▶ Task instructions:
Work out how many lines in the records below include the string "InvalidScopeBucket", and reply with that number alone.

** Opening Dataset records block **

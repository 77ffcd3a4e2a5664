//! In-memory model of a host build
//!
//! A [`Project`] holds named dependency buckets (which may inherit from other
//! buckets), installed build extensions, compile tasks with their argument
//! lists and the generator options. It is both the snapshot the resolver
//! reads and the sink the plugin writes to.

pub mod manifest;

pub use manifest::{ManifestFormat, ProjectManifest};

use crate::dependency::{Descriptor, Scope};
use crate::error::{PluginError, Result};
use crate::options::MapstructOptions;
use crate::plugin::{CompilerArgsSink, DependencySink};
use crate::resolution::BuildSnapshot;
use std::collections::HashSet;

pub const COMPILE_JAVA_TASK: &str = "compileJava";

#[derive(Debug, Clone, PartialEq, Eq)]
pub struct Bucket {
    name: String,
    extends_from: Vec<String>,
    dependencies: Vec<Descriptor>,
}

impl Bucket {
    pub fn name(&self) -> &str {
        &self.name
    }

    pub fn extends_from(&self) -> &[String] {
        &self.extends_from
    }

    /// Dependencies declared directly in this bucket
    pub fn dependencies(&self) -> &[Descriptor] {
        &self.dependencies
    }

    pub fn coordinates(&self) -> Vec<&str> {
        self.dependencies.iter().map(|d| d.coordinate()).collect()
    }
}

#[derive(Debug, Clone, PartialEq, Eq)]
pub struct CompileTask {
    name: String,
    args: Vec<String>,
}

impl CompileTask {
    pub fn name(&self) -> &str {
        &self.name
    }

    pub fn args(&self) -> &[String] {
        &self.args
    }
}

#[derive(Debug, Clone, PartialEq, Eq)]
pub struct Project {
    name: String,
    buckets: Vec<Bucket>,
    extensions: Vec<String>,
    compile_tasks: Vec<CompileTask>,
    options: MapstructOptions,
}

impl Project {
    /// Empty project: no buckets, no tasks
    pub fn new(name: impl Into<String>) -> Self {
        Self {
            name: name.into(),
            buckets: Vec::new(),
            extensions: Vec::new(),
            compile_tasks: Vec::new(),
            options: MapstructOptions::default(),
        }
    }

    /// Project with the buckets and compile task of a plain Java build
    pub fn java(name: impl Into<String>) -> Self {
        let mut project = Self::new(name);
        project.add_bucket(Scope::AnnotationProcessor.as_str(), &[]);
        project.add_bucket(Scope::Implementation.as_str(), &[]);
        project.add_bucket(
            Scope::TestImplementation.as_str(),
            &[Scope::Implementation.as_str()],
        );
        project.add_compile_task(COMPILE_JAVA_TASK, Vec::new());
        project
    }

    pub fn name(&self) -> &str {
        &self.name
    }

    /// Adds a bucket; an existing bucket of the same name is left as is
    pub fn add_bucket(&mut self, name: &str, extends_from: &[&str]) -> &mut Self {
        if self.bucket(name).is_none() {
            self.buckets.push(Bucket {
                name: name.to_string(),
                extends_from: extends_from.iter().map(|s| s.to_string()).collect(),
                dependencies: Vec::new(),
            });
        }
        self
    }

    pub fn add_extension(&mut self, name: &str) -> &mut Self {
        if !self.has_extension(name) {
            self.extensions.push(name.to_string());
        }
        self
    }

    pub fn add_compile_task(&mut self, name: &str, args: Vec<String>) -> &mut Self {
        if self.compile_task(name).is_none() {
            self.compile_tasks.push(CompileTask {
                name: name.to_string(),
                args,
            });
        }
        self
    }

    /// Declares a dependency in the bucket named by its scope
    pub fn declare(&mut self, descriptor: Descriptor) -> Result<()> {
        let bucket = self
            .buckets
            .iter_mut()
            .find(|b| b.name == descriptor.scope().as_str())
            .ok_or_else(|| PluginError::invalid_bucket(descriptor.scope().as_str()))?;
        bucket.dependencies.push(descriptor);
        Ok(())
    }

    /// Parses and declares `group:artifact:version` in `bucket`
    pub fn declare_coordinate(&mut self, bucket: &str, coordinate: &str) -> Result<()> {
        let descriptor = Descriptor::parse(Scope::from_literal(bucket), coordinate)?;
        self.declare(descriptor)
    }

    pub fn bucket(&self, name: &str) -> Option<&Bucket> {
        self.buckets.iter().find(|b| b.name == name)
    }

    pub fn buckets(&self) -> &[Bucket] {
        &self.buckets
    }

    pub fn extensions(&self) -> &[String] {
        &self.extensions
    }

    pub fn compile_task(&self, name: &str) -> Option<&CompileTask> {
        self.compile_tasks.iter().find(|t| t.name == name)
    }

    pub fn compile_tasks(&self) -> &[CompileTask] {
        &self.compile_tasks
    }

    pub fn options(&self) -> &MapstructOptions {
        &self.options
    }

    pub fn options_mut(&mut self) -> &mut MapstructOptions {
        &mut self.options
    }

    /// Every dependency visible in `name`, own declarations first, then
    /// inherited ones. Each bucket is visited once even if reachable twice.
    pub fn all_dependencies(&self, name: &str) -> Result<Vec<&Descriptor>> {
        let mut visited = HashSet::new();
        let mut pending = vec![name];
        let mut dependencies = Vec::new();

        while let Some(current) = pending.pop() {
            if !visited.insert(current) {
                continue;
            }

            let bucket = self
                .bucket(current)
                .ok_or_else(|| PluginError::invalid_bucket(current))?;
            dependencies.extend(bucket.dependencies.iter());
            pending.extend(bucket.extends_from.iter().rev().map(String::as_str));
        }

        Ok(dependencies)
    }
}

impl BuildSnapshot for Project {
    fn has_bucket(&self, name: &str) -> bool {
        self.bucket(name).is_some()
    }

    fn has_extension(&self, name: &str) -> bool {
        self.extensions.iter().any(|e| e == name)
    }

    fn contains(&self, bucket: &str, group: &str, artifact: &str) -> Result<bool> {
        Ok(self
            .all_dependencies(bucket)?
            .iter()
            .any(|d| d.same_artifact(group, artifact)))
    }
}

impl DependencySink for Project {
    fn add_dependency(&mut self, descriptor: &Descriptor) -> Result<()> {
        self.declare(descriptor.clone())
    }
}

impl CompilerArgsSink for Project {
    fn has_compile_task(&self, task: &str) -> bool {
        self.compile_task(task).is_some()
    }

    fn append_compiler_args(&mut self, task: &str, args: &[String]) -> Result<()> {
        let task = self
            .compile_tasks
            .iter_mut()
            .find(|t| t.name == task)
            .ok_or_else(|| PluginError::CompileTaskNotFound {
                task: task.to_string(),
            })?;
        task.args.extend_from_slice(args);
        Ok(())
    }
}

#[cfg(test)]
mod tests {
    use super::*;

    #[test]
    fn test_java_project_layout() {
        let project = Project::java("test-project");

        assert!(project.has_bucket("annotationProcessor"));
        assert!(project.has_bucket("implementation"));
        assert_eq!(
            project.bucket("testImplementation").unwrap().extends_from(),
            &["implementation".to_string()]
        );
        assert!(project.compile_task(COMPILE_JAVA_TASK).unwrap().args().is_empty());
    }

    #[test]
    fn test_inherited_dependency_is_visible() {
        let mut project = Project::java("test-project");
        project
            .declare_coordinate("implementation", "org.springframework:spring-core:6.2.5")
            .unwrap();

        assert!(project
            .contains("testImplementation", "org.springframework", "spring-core")
            .unwrap());
        assert!(!project
            .contains("annotationProcessor", "org.springframework", "spring-core")
            .unwrap());
    }

    #[test]
    fn test_missing_bucket_is_error_empty_bucket_is_not() {
        let project = Project::java("test-project");

        assert!(!project.contains("implementation", "g", "a").unwrap());
        assert!(matches!(
            project.contains("lombok", "g", "a"),
            Err(PluginError::InvalidScopeBucket { bucket }) if bucket == "lombok"
        ));
    }

    #[test]
    fn test_missing_parent_bucket_is_error() {
        let mut project = Project::new("test-project");
        project.add_bucket("testImplementation", &["implementation"]);

        assert!(matches!(
            project.contains("testImplementation", "g", "a"),
            Err(PluginError::InvalidScopeBucket { bucket }) if bucket == "implementation"
        ));
    }

    #[test]
    fn test_inheritance_cycle_terminates() {
        let mut project = Project::new("test-project");
        project.add_bucket("a", &["b"]).add_bucket("b", &["a"]);
        project.declare_coordinate("b", "g:x:1").unwrap();

        assert!(project.contains("a", "g", "x").unwrap());
        assert_eq!(project.all_dependencies("a").unwrap().len(), 1);
    }

    #[test]
    fn test_declare_into_missing_bucket_fails() {
        let mut project = Project::new("test-project");
        let err = project
            .declare_coordinate("implementation", "g:a:1")
            .unwrap_err();

        assert!(matches!(err, PluginError::InvalidScopeBucket { .. }));
    }

    #[test]
    fn test_declare_malformed_coordinate_fails() {
        let mut project = Project::java("test-project");
        let err = project.declare_coordinate("implementation", "g:a").unwrap_err();

        assert_eq!(err.to_string(), "Dependency id 'g:a' is invalid");
    }

    #[test]
    fn test_compiler_args_are_appended() {
        let mut project = Project::new("test-project");
        project.add_compile_task(COMPILE_JAVA_TASK, vec!["-parameters".to_string()]);

        project
            .append_compiler_args(COMPILE_JAVA_TASK, &["-Afoo=bar".to_string()])
            .unwrap();

        assert_eq!(
            project.compile_task(COMPILE_JAVA_TASK).unwrap().args(),
            &["-parameters".to_string(), "-Afoo=bar".to_string()]
        );
    }

    #[test]
    fn test_compiler_args_for_unknown_task() {
        let mut project = Project::new("test-project");
        let err = project.append_compiler_args("compileKotlin", &[]).unwrap_err();

        assert_eq!(err.to_string(), "Compile task 'compileKotlin' does not exist");
    }
}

** Closing Dataset records block **

▶ Exercise result:
3